#### [Assigned task]
Find the number of lines below in which the word "identifier" occurs. Write only that number.

[Stored data entries]
+---+
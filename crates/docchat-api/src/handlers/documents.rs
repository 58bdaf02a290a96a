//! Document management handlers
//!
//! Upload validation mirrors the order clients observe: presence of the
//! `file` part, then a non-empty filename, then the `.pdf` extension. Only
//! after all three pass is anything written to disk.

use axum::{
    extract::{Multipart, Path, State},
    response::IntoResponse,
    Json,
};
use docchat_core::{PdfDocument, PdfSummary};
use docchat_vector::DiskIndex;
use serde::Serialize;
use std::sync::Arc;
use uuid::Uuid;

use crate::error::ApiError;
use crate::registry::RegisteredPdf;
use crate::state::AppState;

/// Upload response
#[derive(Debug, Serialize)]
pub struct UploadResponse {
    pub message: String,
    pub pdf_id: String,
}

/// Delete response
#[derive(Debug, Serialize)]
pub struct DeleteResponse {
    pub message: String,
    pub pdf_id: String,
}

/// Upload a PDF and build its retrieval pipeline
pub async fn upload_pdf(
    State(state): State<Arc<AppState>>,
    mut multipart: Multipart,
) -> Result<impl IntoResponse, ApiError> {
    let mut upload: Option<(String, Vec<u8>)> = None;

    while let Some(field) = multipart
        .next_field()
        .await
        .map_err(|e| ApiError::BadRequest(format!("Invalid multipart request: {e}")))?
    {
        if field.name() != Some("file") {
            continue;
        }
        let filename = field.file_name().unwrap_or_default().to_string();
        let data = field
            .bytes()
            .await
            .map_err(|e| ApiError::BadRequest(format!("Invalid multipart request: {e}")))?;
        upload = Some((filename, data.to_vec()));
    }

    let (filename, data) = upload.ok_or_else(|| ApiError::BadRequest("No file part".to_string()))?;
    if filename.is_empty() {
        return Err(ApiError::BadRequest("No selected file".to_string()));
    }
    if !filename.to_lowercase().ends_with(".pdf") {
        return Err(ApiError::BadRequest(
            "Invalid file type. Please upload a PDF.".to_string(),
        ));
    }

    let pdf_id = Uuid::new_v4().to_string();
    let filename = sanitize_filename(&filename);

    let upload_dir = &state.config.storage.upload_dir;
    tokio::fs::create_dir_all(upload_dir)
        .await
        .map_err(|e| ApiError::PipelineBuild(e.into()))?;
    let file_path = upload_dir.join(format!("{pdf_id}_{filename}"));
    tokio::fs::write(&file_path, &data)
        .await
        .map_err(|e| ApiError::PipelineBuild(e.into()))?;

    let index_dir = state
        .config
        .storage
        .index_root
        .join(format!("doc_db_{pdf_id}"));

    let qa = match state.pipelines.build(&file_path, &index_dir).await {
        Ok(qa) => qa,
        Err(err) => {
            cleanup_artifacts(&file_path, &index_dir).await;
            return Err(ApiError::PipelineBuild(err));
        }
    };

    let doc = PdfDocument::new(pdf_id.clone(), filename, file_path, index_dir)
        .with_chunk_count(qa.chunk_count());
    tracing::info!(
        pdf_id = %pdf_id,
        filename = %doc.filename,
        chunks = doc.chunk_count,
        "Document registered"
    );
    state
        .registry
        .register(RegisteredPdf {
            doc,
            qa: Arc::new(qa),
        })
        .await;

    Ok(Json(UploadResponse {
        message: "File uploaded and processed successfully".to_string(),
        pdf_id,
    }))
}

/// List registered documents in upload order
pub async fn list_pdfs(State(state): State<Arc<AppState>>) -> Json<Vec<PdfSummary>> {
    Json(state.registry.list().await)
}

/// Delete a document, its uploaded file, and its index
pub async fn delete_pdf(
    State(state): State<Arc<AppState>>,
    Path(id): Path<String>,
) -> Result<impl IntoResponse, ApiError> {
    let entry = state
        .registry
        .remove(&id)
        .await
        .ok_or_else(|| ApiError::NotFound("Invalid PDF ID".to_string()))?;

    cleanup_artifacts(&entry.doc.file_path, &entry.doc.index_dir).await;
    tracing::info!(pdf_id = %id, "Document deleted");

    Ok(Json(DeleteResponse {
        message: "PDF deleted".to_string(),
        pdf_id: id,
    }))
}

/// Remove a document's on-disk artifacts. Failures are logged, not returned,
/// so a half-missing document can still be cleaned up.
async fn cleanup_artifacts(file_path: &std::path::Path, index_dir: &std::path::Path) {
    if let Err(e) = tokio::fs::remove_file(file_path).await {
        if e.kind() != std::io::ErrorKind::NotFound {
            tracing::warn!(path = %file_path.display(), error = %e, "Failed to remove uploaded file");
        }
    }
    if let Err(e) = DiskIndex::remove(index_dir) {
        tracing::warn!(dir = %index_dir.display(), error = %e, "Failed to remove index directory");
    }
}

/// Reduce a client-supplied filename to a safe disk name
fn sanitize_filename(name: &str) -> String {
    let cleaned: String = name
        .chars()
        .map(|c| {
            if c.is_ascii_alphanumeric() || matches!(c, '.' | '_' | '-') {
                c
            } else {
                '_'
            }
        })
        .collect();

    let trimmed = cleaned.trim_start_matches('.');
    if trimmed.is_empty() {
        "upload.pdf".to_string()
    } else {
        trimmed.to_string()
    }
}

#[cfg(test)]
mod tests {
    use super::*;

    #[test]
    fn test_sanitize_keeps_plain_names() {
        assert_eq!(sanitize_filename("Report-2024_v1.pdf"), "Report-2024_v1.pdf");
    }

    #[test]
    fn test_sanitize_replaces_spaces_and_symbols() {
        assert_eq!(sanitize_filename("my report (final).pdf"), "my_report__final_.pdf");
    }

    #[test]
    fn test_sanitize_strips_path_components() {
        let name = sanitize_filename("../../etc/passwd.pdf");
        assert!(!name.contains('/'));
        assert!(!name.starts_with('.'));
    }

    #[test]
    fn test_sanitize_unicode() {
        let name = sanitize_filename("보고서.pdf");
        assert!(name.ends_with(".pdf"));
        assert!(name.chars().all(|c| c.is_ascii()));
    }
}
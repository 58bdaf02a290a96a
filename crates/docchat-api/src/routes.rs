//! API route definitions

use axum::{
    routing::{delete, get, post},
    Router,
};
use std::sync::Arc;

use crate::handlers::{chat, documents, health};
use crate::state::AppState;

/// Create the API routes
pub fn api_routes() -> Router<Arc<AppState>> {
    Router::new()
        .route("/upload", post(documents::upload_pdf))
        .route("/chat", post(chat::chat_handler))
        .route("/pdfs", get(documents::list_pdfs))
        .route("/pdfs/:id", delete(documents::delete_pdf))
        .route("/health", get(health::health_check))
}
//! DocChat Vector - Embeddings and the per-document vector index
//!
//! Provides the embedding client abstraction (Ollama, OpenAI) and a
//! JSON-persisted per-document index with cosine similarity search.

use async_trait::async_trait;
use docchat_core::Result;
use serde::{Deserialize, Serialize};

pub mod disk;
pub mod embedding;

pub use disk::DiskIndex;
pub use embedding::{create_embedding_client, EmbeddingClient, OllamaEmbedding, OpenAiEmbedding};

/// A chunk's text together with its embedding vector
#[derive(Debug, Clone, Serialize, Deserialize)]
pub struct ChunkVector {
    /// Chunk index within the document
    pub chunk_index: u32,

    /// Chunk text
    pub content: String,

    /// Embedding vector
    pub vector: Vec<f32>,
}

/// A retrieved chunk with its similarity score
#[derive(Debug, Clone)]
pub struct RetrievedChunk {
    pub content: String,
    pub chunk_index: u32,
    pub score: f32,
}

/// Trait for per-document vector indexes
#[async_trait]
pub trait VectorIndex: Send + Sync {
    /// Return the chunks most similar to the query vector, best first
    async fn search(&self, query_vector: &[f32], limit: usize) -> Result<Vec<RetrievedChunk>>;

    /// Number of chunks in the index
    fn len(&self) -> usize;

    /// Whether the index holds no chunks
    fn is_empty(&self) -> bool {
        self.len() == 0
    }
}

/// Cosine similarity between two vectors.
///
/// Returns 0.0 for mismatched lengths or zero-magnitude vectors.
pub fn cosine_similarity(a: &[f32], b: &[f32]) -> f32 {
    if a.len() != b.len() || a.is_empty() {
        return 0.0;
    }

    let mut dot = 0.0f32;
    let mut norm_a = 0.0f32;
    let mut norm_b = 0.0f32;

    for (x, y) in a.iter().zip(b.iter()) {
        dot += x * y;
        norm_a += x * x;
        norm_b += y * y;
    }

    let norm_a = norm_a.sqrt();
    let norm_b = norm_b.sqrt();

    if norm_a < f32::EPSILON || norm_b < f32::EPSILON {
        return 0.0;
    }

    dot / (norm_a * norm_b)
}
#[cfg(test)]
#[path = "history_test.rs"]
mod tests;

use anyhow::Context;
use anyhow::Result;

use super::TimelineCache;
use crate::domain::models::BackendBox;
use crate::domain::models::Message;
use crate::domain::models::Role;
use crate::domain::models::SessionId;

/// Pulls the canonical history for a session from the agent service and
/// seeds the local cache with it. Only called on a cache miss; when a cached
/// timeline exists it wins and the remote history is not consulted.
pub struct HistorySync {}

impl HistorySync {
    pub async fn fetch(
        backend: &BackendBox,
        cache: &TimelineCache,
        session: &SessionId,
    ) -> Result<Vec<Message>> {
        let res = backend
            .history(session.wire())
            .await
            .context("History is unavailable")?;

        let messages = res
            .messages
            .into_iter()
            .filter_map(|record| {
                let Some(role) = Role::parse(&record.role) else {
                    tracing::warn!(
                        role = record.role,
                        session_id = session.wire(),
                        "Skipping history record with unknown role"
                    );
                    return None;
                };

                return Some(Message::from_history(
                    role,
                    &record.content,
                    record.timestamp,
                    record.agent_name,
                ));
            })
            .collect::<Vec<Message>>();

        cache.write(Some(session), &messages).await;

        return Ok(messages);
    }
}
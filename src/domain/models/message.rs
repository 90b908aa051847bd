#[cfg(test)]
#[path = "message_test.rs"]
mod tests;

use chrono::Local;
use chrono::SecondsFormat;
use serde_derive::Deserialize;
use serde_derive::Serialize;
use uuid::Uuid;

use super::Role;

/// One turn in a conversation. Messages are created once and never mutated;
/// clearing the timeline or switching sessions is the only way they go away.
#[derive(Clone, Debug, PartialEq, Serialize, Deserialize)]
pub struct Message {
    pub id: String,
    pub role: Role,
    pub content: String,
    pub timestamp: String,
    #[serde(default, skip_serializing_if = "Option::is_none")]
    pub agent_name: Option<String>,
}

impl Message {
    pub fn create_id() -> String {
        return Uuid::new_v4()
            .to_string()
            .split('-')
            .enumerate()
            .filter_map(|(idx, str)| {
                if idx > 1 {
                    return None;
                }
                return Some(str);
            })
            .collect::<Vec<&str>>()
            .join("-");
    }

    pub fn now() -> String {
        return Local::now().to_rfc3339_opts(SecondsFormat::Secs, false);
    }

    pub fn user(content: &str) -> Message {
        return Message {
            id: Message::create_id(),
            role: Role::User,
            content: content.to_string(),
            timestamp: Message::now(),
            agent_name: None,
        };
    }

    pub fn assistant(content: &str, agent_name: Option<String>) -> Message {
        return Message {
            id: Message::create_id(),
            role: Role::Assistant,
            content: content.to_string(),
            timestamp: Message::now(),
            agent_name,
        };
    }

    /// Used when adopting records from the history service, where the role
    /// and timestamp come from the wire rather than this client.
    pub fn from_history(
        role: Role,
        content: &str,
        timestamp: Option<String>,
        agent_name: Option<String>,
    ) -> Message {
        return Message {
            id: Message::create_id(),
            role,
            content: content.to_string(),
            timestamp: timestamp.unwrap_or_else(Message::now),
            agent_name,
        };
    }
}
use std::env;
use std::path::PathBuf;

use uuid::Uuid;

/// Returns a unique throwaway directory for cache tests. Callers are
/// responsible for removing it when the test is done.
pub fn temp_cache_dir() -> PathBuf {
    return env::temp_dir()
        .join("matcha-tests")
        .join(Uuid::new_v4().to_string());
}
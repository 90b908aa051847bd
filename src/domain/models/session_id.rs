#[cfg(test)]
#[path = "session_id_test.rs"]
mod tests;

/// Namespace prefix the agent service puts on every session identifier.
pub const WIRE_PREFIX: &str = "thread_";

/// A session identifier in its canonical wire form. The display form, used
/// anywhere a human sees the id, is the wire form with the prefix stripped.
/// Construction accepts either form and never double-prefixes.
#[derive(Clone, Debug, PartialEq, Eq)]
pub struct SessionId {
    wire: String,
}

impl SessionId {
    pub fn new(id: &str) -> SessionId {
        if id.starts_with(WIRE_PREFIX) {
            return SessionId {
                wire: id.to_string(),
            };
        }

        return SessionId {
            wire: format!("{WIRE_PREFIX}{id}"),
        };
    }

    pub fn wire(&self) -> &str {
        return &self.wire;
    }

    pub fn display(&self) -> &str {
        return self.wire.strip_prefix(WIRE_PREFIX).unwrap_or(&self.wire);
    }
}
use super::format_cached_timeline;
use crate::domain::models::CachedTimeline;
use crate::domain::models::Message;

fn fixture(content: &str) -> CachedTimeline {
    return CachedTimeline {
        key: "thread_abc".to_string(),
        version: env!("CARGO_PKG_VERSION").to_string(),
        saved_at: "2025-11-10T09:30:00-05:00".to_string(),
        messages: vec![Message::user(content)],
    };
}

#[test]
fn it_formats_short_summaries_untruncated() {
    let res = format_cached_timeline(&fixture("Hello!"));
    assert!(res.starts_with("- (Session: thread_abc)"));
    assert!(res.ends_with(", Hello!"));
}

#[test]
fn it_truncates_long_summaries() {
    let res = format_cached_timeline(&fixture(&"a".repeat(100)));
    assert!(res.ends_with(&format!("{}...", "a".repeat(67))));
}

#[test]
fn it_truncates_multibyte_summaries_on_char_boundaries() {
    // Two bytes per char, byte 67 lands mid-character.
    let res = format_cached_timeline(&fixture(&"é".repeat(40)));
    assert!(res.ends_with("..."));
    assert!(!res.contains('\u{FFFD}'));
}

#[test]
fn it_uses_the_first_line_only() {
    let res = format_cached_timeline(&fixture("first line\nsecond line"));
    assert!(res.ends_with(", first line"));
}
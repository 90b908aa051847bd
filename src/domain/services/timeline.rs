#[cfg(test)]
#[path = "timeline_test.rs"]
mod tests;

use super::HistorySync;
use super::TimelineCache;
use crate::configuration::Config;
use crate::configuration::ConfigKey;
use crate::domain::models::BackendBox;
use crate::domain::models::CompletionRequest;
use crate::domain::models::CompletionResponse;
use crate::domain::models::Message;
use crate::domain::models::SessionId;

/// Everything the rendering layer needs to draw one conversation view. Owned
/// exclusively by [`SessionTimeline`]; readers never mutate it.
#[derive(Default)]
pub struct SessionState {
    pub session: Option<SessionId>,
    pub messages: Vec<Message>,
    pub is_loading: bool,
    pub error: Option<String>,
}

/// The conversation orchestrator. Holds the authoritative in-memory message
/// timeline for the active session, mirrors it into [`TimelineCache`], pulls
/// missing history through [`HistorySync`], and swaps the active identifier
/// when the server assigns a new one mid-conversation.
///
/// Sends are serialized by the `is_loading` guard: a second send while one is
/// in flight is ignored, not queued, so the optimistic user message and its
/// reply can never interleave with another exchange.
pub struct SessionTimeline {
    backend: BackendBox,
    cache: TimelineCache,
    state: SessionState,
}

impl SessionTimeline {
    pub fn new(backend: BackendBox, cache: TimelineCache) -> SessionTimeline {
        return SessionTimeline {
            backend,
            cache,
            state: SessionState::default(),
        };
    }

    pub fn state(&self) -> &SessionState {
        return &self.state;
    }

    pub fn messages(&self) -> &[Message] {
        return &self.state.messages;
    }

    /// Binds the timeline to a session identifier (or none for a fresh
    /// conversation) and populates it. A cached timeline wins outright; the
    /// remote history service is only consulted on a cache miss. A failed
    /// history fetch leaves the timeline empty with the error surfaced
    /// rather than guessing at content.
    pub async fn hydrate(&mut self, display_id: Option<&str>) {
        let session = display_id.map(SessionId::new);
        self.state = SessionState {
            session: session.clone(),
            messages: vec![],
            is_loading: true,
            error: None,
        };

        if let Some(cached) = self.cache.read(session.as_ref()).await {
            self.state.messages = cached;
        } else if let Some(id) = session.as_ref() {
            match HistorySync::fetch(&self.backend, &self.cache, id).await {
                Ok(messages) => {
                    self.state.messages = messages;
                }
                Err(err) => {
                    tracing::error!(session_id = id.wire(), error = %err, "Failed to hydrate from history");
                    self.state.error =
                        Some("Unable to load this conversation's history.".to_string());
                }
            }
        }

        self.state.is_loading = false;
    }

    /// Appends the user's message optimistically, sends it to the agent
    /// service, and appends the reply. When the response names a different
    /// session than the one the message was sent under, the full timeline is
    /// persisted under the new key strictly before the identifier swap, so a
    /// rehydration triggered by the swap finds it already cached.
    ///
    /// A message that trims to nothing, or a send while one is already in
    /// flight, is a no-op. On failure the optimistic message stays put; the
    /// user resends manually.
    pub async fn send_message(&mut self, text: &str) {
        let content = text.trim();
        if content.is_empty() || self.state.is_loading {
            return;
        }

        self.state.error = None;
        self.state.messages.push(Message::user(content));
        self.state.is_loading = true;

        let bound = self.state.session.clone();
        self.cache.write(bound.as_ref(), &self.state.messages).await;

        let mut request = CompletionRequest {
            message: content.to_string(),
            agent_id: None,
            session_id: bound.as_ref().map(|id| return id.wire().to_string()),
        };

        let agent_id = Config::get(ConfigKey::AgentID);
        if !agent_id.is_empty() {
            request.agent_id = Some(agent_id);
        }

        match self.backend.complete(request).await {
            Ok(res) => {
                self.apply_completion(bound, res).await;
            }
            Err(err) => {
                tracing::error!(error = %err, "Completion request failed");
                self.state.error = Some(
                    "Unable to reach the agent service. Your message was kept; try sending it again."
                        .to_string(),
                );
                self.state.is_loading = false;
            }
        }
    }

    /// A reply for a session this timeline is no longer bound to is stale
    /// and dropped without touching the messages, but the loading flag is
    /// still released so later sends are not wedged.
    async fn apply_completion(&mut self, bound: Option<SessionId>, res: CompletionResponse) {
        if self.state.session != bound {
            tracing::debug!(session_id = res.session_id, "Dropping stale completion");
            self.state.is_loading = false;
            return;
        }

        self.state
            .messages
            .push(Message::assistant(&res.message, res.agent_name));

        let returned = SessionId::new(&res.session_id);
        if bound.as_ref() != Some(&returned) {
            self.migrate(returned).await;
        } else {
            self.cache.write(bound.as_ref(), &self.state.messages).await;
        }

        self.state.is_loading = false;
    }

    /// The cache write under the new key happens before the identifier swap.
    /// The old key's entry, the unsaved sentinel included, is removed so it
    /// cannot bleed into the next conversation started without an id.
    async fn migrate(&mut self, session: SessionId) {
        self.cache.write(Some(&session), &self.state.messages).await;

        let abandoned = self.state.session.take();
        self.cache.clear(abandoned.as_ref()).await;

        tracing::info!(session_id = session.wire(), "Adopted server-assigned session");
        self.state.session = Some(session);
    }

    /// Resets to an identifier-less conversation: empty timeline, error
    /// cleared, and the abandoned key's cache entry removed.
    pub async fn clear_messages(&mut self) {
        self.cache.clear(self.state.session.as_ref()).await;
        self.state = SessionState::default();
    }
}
+---+
#### [Written solution]
7